___ SUPPLIED RECORDS

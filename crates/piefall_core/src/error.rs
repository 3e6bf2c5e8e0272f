//! Error types for populating the simulation

use std::fmt;

use piefall_physics::{KindConfigError, ObjectKind, TemplateId};

/// Error type for [`Simulation::populate`](crate::Simulation::populate)
#[derive(Debug, Clone, PartialEq)]
pub enum PopulateError {
    /// The template handle was never registered with this simulation
    UnknownTemplate(TemplateId),
    /// The template's kind has no configuration (e.g. text in the base variant)
    KindNotConfigured(ObjectKind),
    /// The kind's configuration failed validation
    InvalidConfig {
        kind: ObjectKind,
        source: KindConfigError,
    },
}

impl fmt::Display for PopulateError {
    fn fmt(&self, f: &mut fmt::Formatter<'_>) -> fmt::Result {
        match self {
            PopulateError::UnknownTemplate(id) => write!(f, "Unknown template: {:?}", id),
            PopulateError::KindNotConfigured(kind) => {
                write!(f, "No configuration for object kind '{}'", kind)
            }
            PopulateError::InvalidConfig { kind, source } => {
                write!(f, "Invalid configuration for '{}': {}", kind, source)
            }
        }
    }
}

impl std::error::Error for PopulateError {
    fn source(&self) -> Option<&(dyn std::error::Error + 'static)> {
        match self {
            PopulateError::InvalidConfig { source, .. } => Some(source),
            PopulateError::UnknownTemplate(_) => None,
            PopulateError::KindNotConfigured(_) => None,
        }
    }
}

______

WORK INSTRUCTION
From the first record to the last, print each one exactly.

WRITTEN ANSWER
filename crates/piefall_core/src/error.rs
repository 3e6bf2c5e8e0272f
//! Error types for populating the simulation

use std::fmt;

use piefall_physics::{KindConfigError, ObjectKind, TemplateId};

/// Error type for [`Simulation::populate`](crate::Simulation::populate)
#[derive(Debug, Clone, PartialEq)]
pub enum PopulateError {
    /// The template handle was never registered with this simulation
    UnknownTemplate(TemplateId),
    /// The template's kind has no configuration (e.g. text in the base variant)
    KindNotConfigured(ObjectKind),
    /// The kind's configuration failed validation
    InvalidConfig {
        kind: ObjectKind,
        source: KindConfigError,
    },
}

impl fmt::Display for PopulateError {
    fn fmt(&self, f: &mut fmt::Formatter<'_>) -> fmt::Result {
        match self {
            PopulateError::UnknownTemplate(id) => write!(f, "Unknown template: {:?}", id),
            PopulateError::KindNotConfigured(kind) => {
                write!(f, "No configuration for object kind '{}'", kind)
            }
            PopulateError::InvalidConfig { kind, source } => {
                write!(f, "Invalid configuration for '{}': {}", kind, source)
            }
        }
    }
}

impl std::error::Error for PopulateError {
    fn source(&self) -> Option<&(dyn std::error::Error + 'static)> {
        match self {
            PopulateError::InvalidConfig { source, .. } => Some(source),
            PopulateError::UnknownTemplate(_) => None,
            PopulateError::KindNotConfigured(_) => None,
        }
    }
}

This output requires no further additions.